3  Input and Output: The Conventional Way

Unfortunately it isn't always possible to format data in the S-expression way. Some people just haven't heard that S-expressions are superior to plain, unstructued text.5 Some people are paren-phobic. We may have to interact with data files that such people want to exchange with us. Whatever the reason, we may need to deal with plain text files. This section presents a first introduction to this topic.

3.1  Pre-1958 Input and Output: The Lazy Approach

Help Desk: read-line, printf, reading and printing

Before people discovered in 1958 that reading parenthesized data is far easier than reading plain text, people kept grade records such as these:

  Adam 78 88 69 66
  Brad 88 87 86 22
  Cath 99 88 88 90
  Dave 77 78 77 78
  Fawn 90 89 81 60
  Gege 67 78 81 85

Indeed, some people still do, and you may have to write a program that reads this kind of data. Ideally we could just wait for a genie to come around and to turn this stone-age form of data into something we can just read.

Of course, the genie exists. It is a Scheme program -- known as a pre-processor -- that adds a pair of parentheses around each line, an opening parenthesis at the top, and a closing parenthesis at the bottom of the file. In other words, we turn the above file into something such as this:

  (
  (Adam 78 88 69 66)
  (Brad 88 87 86 22)
  (Cath 99 88 88 90)
  (Dave 77 78 77 78)
  (Fawn 90 89 81 60)
  (Gege 67 78 81 85)
  )

The exact distribution of spaces is irrelevant, because the next program reads this file as an S-expression and white space plays no true role in S-expressions.

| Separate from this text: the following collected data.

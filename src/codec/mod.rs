// SPDX-FileCopyrightText: Copyright (c) 2018-2025 slowtec GmbH <post@slowtec.de>
// SPDX-License-Identifier: MIT OR Apache-2.0

//! Frame transports.
//!
//! A transport turns the byte stream of a connection into frames. Reads
//! happen on a single thread, writes may come from any thread.

use std::io::{self, Read, Write};

use parking_lot::Mutex;

use crate::{
    error::{Error, Result},
    frame::{Packet, RawPacket},
};

#[cfg(feature = "rtu")]
pub mod rtu;
#[cfg(feature = "tcp")]
pub mod tcp;

pub type BoxedInput = Box<dyn Read + Send>;
pub type BoxedOutput = Box<dyn Write + Send>;

/// Input stream of a transport.
pub type Input = MarkReader<BoxedInput>;

pub(crate) fn end_of_stream() -> Error {
    io::Error::new(io::ErrorKind::UnexpectedEof, "End of Stream").into()
}

/// A reader that can rewind to a marked position.
///
/// Once marked, every byte pulled from the inner reader is retained until
/// the next [`MarkReader::mark`], so [`MarkReader::reset`] can replay it.
#[derive(Debug)]
pub struct MarkReader<R> {
    inner: R,
    retained: Vec<u8>,
    pos: usize,
    marked: bool,
}

impl<R: Read> MarkReader<R> {
    pub const fn new(inner: R) -> Self {
        Self {
            inner,
            retained: Vec::new(),
            pos: 0,
            marked: false,
        }
    }

    /// Remember the current position and drop everything before it.
    pub fn mark(&mut self) {
        self.retained.drain(..self.pos);
        self.pos = 0;
        self.marked = true;
    }

    /// Rewind to the last mark.
    pub fn reset(&mut self) {
        self.pos = 0;
    }

    /// Discard exactly `count` bytes.
    pub fn skip(&mut self, count: usize) -> Result<()> {
        let skipped = io::copy(&mut self.by_ref().take(count as u64), &mut io::sink())?;
        if skipped < count as u64 {
            return Err(end_of_stream());
        }
        Ok(())
    }

    /// Read into `buf` until at least `min` bytes arrived.
    ///
    /// Partial reads are repeated, an end of stream is an error.
    pub fn read_min(&mut self, buf: &mut [u8], min: usize) -> Result<usize> {
        debug_assert!(min <= buf.len());
        let mut count = 0;
        while count < min {
            match self.read(&mut buf[count..]) {
                Ok(0) => return Err(end_of_stream()),
                Ok(n) => count += n,
                Err(err) if err.kind() == io::ErrorKind::Interrupted => {}
                Err(err) => return Err(err.into()),
            }
        }
        Ok(count)
    }

    /// Bytes read ahead of the current position.
    #[must_use]
    pub fn buffered(&self) -> usize {
        self.retained.len() - self.pos
    }
}

impl<R: Read> Read for MarkReader<R> {
    fn read(&mut self, buf: &mut [u8]) -> io::Result<usize> {
        if self.pos < self.retained.len() {
            let n = buf.len().min(self.retained.len() - self.pos);
            buf[..n].copy_from_slice(&self.retained[self.pos..self.pos + n]);
            self.pos += n;
            if !self.marked && self.pos == self.retained.len() {
                self.retained.clear();
                self.pos = 0;
            }
            return Ok(n);
        }
        let n = self.inner.read(buf)?;
        if self.marked {
            self.retained.extend_from_slice(&buf[..n]);
            self.pos += n;
        }
        Ok(n)
    }
}

/// The byte channels a transport reads from and writes to.
#[derive(Default)]
pub struct Stream {
    input: Mutex<Option<Input>>,
    output: Mutex<Option<BoxedOutput>>,
}

impl Stream {
    #[must_use]
    pub fn new() -> Self {
        Self::default()
    }

    /// Replace both channels.
    pub fn attach(&self, input: BoxedInput, output: BoxedOutput) {
        *self.output.lock() = Some(output);
        *self.input.lock() = Some(MarkReader::new(input));
    }

    /// Drop both channels.
    pub fn detach(&self) {
        self.output.lock().take();
        self.input.lock().take();
    }

    #[must_use]
    pub fn is_attached(&self) -> bool {
        self.output.lock().is_some()
    }

    /// Run `f` with exclusive access to the input.
    pub fn read_with<T, F>(&self, f: F) -> Result<T>
    where
        F: FnOnce(&mut Input) -> Result<T>,
    {
        let mut input = self.input.lock();
        let input = input.as_mut().ok_or(Error::NotConnected)?;
        f(input)
    }

    /// Write and flush `bytes` as one unit.
    pub fn write(&self, bytes: &[u8]) -> Result<()> {
        let mut output = self.output.lock();
        let output = output.as_mut().ok_or(Error::NotConnected)?;
        output.write_all(bytes)?;
        output.flush()?;
        trace!("Sent {} byte(s): {bytes:02X?}", bytes.len());
        Ok(())
    }
}

impl std::fmt::Debug for Stream {
    fn fmt(&self, f: &mut std::fmt::Formatter<'_>) -> std::fmt::Result {
        f.debug_struct("Stream")
            .field("attached", &self.is_attached())
            .finish()
    }
}

/// Reads and writes whole frames over a [`Stream`].
pub trait Transport: Send + Sync + 'static {
    type Frame: Packet;

    fn stream(&self) -> &Stream;

    /// Attach freshly opened channels.
    fn initialize(&self, input: BoxedInput, output: BoxedOutput) {
        self.stream().attach(input, output);
    }

    /// Block until one complete frame has been read.
    ///
    /// Protocol errors leave the stream at the next frame boundary. After an
    /// I/O error, other than a read timeout, the stream position is undefined.
    fn read(&self) -> Result<Self::Frame>;

    fn write(&self, frame: &Self::Frame) -> Result<()> {
        self.stream().write(frame.rawdata())
    }
}

/// Reads a frame with `read_frame`, rewinding to the frame start if the
/// read timed out so that the next attempt sees the same bytes.
pub(crate) fn read_framed<T, F>(stream: &Stream, read_frame: F) -> Result<T>
where
    F: FnOnce(&mut Input) -> Result<T>,
{
    stream.read_with(|input| {
        input.mark();
        let result = read_frame(input);
        if matches!(&result, Err(err) if err.is_idle()) {
            input.reset();
        }
        result
    })
}

/// Passes on whatever a single read delivers, without framing.
#[derive(Debug)]
pub struct BufferedTransport {
    stream: Stream,
    chunk_len: usize,
}

impl BufferedTransport {
    pub const DEFAULT_CHUNK_LEN: usize = 1024;

    #[must_use]
    pub fn new() -> Self {
        Self::with_chunk_len(Self::DEFAULT_CHUNK_LEN)
    }

    #[must_use]
    pub fn with_chunk_len(chunk_len: usize) -> Self {
        Self {
            stream: Stream::new(),
            chunk_len: chunk_len.max(1),
        }
    }
}

impl Default for BufferedTransport {
    fn default() -> Self {
        Self::new()
    }
}

impl Transport for BufferedTransport {
    type Frame = RawPacket;

    fn stream(&self) -> &Stream {
        &self.stream
    }

    fn read(&self) -> Result<RawPacket> {
        let mut buf = vec![0; self.chunk_len];
        let count = self.stream.read_with(|input| input.read_min(&mut buf, 1))?;
        buf.truncate(count);
        trace!("Received {count} byte(s): {buf:02X?}");
        Ok(RawPacket::new(buf))
    }
}

#[cfg(test)]
pub(crate) mod testing {
    use std::{
        collections::VecDeque,
        io::{self, Read, Write},
        sync::Arc,
    };

    use parking_lot::Mutex;

    pub(crate) fn init_logging() {
        let _ = env_logger::builder().is_test(true).try_init();
    }

    /// Hands out one scripted chunk per read, then end of stream.
    pub(crate) struct ChunkedReader {
        chunks: VecDeque<io::Result<Vec<u8>>>,
    }

    impl ChunkedReader {
        pub(crate) fn new<I>(chunks: I) -> Self
        where
            I: IntoIterator<Item = Vec<u8>>,
        {
            Self {
                chunks: chunks.into_iter().map(Ok).collect(),
            }
        }

        pub(crate) fn then_error(mut self, kind: io::ErrorKind) -> Self {
            self.chunks.push_back(Err(kind.into()));
            self
        }

        pub(crate) fn then(mut self, chunk: Vec<u8>) -> Self {
            self.chunks.push_back(Ok(chunk));
            self
        }
    }

    impl Read for ChunkedReader {
        fn read(&mut self, buf: &mut [u8]) -> io::Result<usize> {
            let Some(chunk) = self.chunks.pop_front() else {
                return Ok(0);
            };
            let mut chunk = chunk?;
            let n = buf.len().min(chunk.len());
            buf[..n].copy_from_slice(&chunk[..n]);
            if n < chunk.len() {
                self.chunks.push_front(Ok(chunk.split_off(n)));
            }
            Ok(n)
        }
    }

    /// Collects everything written to it.
    #[derive(Clone, Default)]
    pub(crate) struct SharedWriter(pub(crate) Arc<Mutex<Vec<u8>>>);

    impl Write for SharedWriter {
        fn write(&mut self, buf: &[u8]) -> io::Result<usize> {
            self.0.lock().extend_from_slice(buf);
            Ok(buf.len())
        }

        fn flush(&mut self) -> io::Result<()> {
            Ok(())
        }
    }
}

To design a function that adds something to each line of a file, we must provide something like a data definition for files. For the given example, we should think of a file as a sequence of lines whose length we don't know. This suggests the following description:

A file is either

  1. empty
  2. a line followed by a file.

This data definition is similar to the data definitions for lists and natural numbers. The difference is that a file is not a piece of Scheme data, and that we therefore don't have the usual functions, that is, constructors, selectors, and predicates. Still, there are functions that play similar roles, and they are specified in figure 11.

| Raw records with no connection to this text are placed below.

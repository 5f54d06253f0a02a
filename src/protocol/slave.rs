// SPDX-FileCopyrightText: Copyright (c) 2018-2025 slowtec GmbH <post@slowtec.de>
// SPDX-License-Identifier: MIT OR Apache-2.0

use std::{
    fmt,
    sync::{Arc, Weak},
};

use parking_lot::RwLock;

use super::Protocol;
use crate::{
    codec::Transport,
    error::{Error, Result},
    event::Subscription,
    frame::Packet,
};

/// Answers the requests it supports.
pub trait Command<F>: Send + Sync {
    fn is_supported(&self, request: &F) -> bool;

    fn execute(&self, request: &F) -> Result<F>;
}

/// A predicate and a handler.
impl<F, P, H> Command<F> for (P, H)
where
    P: Fn(&F) -> bool + Send + Sync,
    H: Fn(&F) -> Result<F> + Send + Sync,
{
    fn is_supported(&self, request: &F) -> bool {
        (self.0)(request)
    }

    fn execute(&self, request: &F) -> Result<F> {
        (self.1)(request)
    }
}

type Commands<F> = RwLock<Vec<Box<dyn Command<F>>>>;

/// Dispatches every received frame to the first command supporting it
/// and sends the result back unmodified.
///
/// Requests no command supports and failing commands are published as
/// errors of the protocol.
pub struct Slave<T: Transport> {
    protocol: Arc<Protocol<T>>,
    commands: Arc<Commands<T::Frame>>,
    subscription: Subscription,
}

impl<T: Transport> Slave<T> {
    pub fn new(protocol: Arc<Protocol<T>>) -> Self {
        let commands: Arc<Commands<T::Frame>> = Arc::new(RwLock::new(Vec::new()));
        let subscription = {
            let commands = Arc::clone(&commands);
            // the protocol owns the handler, a strong reference would leak both
            let weak = Arc::downgrade(&protocol);
            protocol
                .frame_received()
                .subscribe(move |request: &T::Frame| handle(&weak, &commands, request))
        };
        Self {
            protocol,
            commands,
            subscription,
        }
    }

    pub const fn protocol(&self) -> &Arc<Protocol<T>> {
        &self.protocol
    }

    /// Append a command. Earlier commands take precedence.
    pub fn register_command(&self, command: impl Command<T::Frame> + 'static) {
        self.commands.write().push(Box::new(command));
    }
}

fn handle<T: Transport>(
    protocol: &Weak<Protocol<T>>,
    commands: &Commands<T::Frame>,
    request: &T::Frame,
) {
    let Some(protocol) = protocol.upgrade() else {
        return;
    };
    let response = {
        let commands = commands.read();
        let Some(command) = commands.iter().find(|command| command.is_supported(request)) else {
            warn!("No command for request: {:02X?}", request.rawdata());
            protocol.errors().publish(Error::CommandNotFound);
            return;
        };
        command.execute(request)
    };
    match response {
        // a failed send is published by the protocol
        Ok(response) => {
            let _ = protocol.send(&response);
        }
        Err(err) => {
            warn!("Command failed: {err}");
            protocol.errors().publish(err);
        }
    }
}

impl<T: Transport> Drop for Slave<T> {
    fn drop(&mut self) {
        self.protocol.frame_received().unsubscribe(self.subscription);
    }
}

impl<T: Transport> fmt::Debug for Slave<T> {
    fn fmt(&self, f: &mut fmt::Formatter<'_>) -> fmt::Result {
        f.debug_struct("Slave")
            .field("protocol", &self.protocol)
            .field("commands", &self.commands.read().len())
            .finish()
    }
}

;; read-line : -> (union string eof)
;; to read a line from the default input device

;; eof-object? : _ -> boolean
;; to read a line from the default input device

;; printf : string internal-S-expression ... -> void
;; to print a series of Scheme values according to format

Figure 11:  Scheme's basic line-oriented procedures for input and output

Unlike cons, first, rest, cons?, the primitive functions for lists, or add1, sub1, and positive?, the primitive procedures for natural numbers, the functions in figure 11 are not mathematical functions. With the exception of eof-object?, the functions affect the state of our computer and/or produce different results for different uses. For an example, consider this expression:

(with-input-from-file "line-grades.dat"
  (lambda ()
    (list
      (read-line)
      (read-line)
      (read-line))))      

Assuming "line-grades.dat" refers to the line-oriented version of our grade file, this expression reads the first three lines of the file and produces a list with three strings:

(list "Adam 78 88 69 66"
      "Brad 88 87 86 22"
      "Cath 99 88 88 90")      

Also, read-line deals with the empty file, too. Once all lines have been read, it no longer produces a string but a unique Scheme value: the end-of-file object (or eof-object).

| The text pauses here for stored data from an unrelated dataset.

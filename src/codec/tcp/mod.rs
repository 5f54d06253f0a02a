// SPDX-FileCopyrightText: Copyright (c) 2018-2025 slowtec GmbH <post@slowtec.de>
// SPDX-License-Identifier: MIT OR Apache-2.0

//! Modbus TCP

use super::{Input, Stream, Transport, read_framed};
use crate::error::{Error, Result};

pub use crate::frame::tcp::*;

// [MODBUS MESSAGING ON TCP/IP IMPLEMENTATION GUIDE V1.0b](http://modbus.org/docs/Modbus_Messaging_Implementation_Guide_V1_0b.pdf), page 18
// "a MODBUS request needs a maximum of 256 bytes + the MBAP header size"
pub const MAX_FRAME_LEN: usize = 260;

/// Transaction id, protocol id and the length field.
const LENGTH_PREFIX_LEN: usize = 6;

/// Reads length prefixed MBAP frames.
///
/// The same reader serves masters and slaves: the frame length is carried
/// in the header.
#[derive(Debug, Default)]
pub struct MbapTransport {
    stream: Stream,
}

impl MbapTransport {
    #[must_use]
    pub fn new() -> Self {
        Self::default()
    }
}

fn read_frame(input: &mut Input) -> Result<Mbap> {
    let mut frame = [0; MAX_FRAME_LEN];
    let mut count = input.read_min(&mut frame, LENGTH_PREFIX_LEN)?;
    let length = LENGTH_PREFIX_LEN + usize::from(u16::from_be_bytes([frame[4], frame[5]]));
    if length <= HEADER_LEN || length > MAX_FRAME_LEN {
        input.reset();
        input.skip(LENGTH_PREFIX_LEN)?;
        return Err(Error::FrameLength(length));
    }
    if count > length {
        input.reset();
        input.skip(length)?;
    } else if count < length {
        count += input.read_min(&mut frame[count..length], length - count)?;
    }
    debug_assert!(count >= length);
    trace!("Received MBAP frame: {:02X?}", &frame[..length]);
    Mbap::from_raw(frame[..length].to_vec())
}

impl Transport for MbapTransport {
    type Frame = Mbap;

    fn stream(&self) -> &Stream {
        &self.stream
    }

    fn read(&self) -> Result<Mbap> {
        read_framed(&self.stream, read_frame)
    }
}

We can still design our file-processing programs in the style of ``How to Design Programs,'' but we must be careful to use read-line exactly once per line. Otherwise we proceed as always:

;; fun-for-file : -> ???
;; to read and process each line in a file
(define (fun-for-file)
  (let ([a-line (read-line)])
    (cond
      [(eof-object? a-line) ...]
      [else ... a-line ... (fun-for-file) ...])))

The template reads one line, names the string a-line, and then processes it depending on whether it represents the empty file or the first line of a file with additional content. The recursion in the second cond clause naturally corresponds to the self-reference in the data definition for files.

Working with this template as a starting point, we can quickly design the pre-processor. We start with a function that adds a pair of parentheses to each line in standard input and prints it to the standard output:

(define OPEN "(")
(define CLOSE ")")

;; add-parens-to-each-line : -> void
;; to read all lines from the standard input
;; to print each line surrounded by ( and )
(define (add-parens-to-each-line)
  (let ([a-line (read-line)])
    (cond 
      [(eof-object? a-line) (void)]
      [else (begin
	      ;; --- print "(", followed by the line, followed by ")"
              (display OPEN)
              (display a-line)
              (display CLOSE)
              ( newline)
	      ;; --- do the rest
              (add-parens-to-each-line))])))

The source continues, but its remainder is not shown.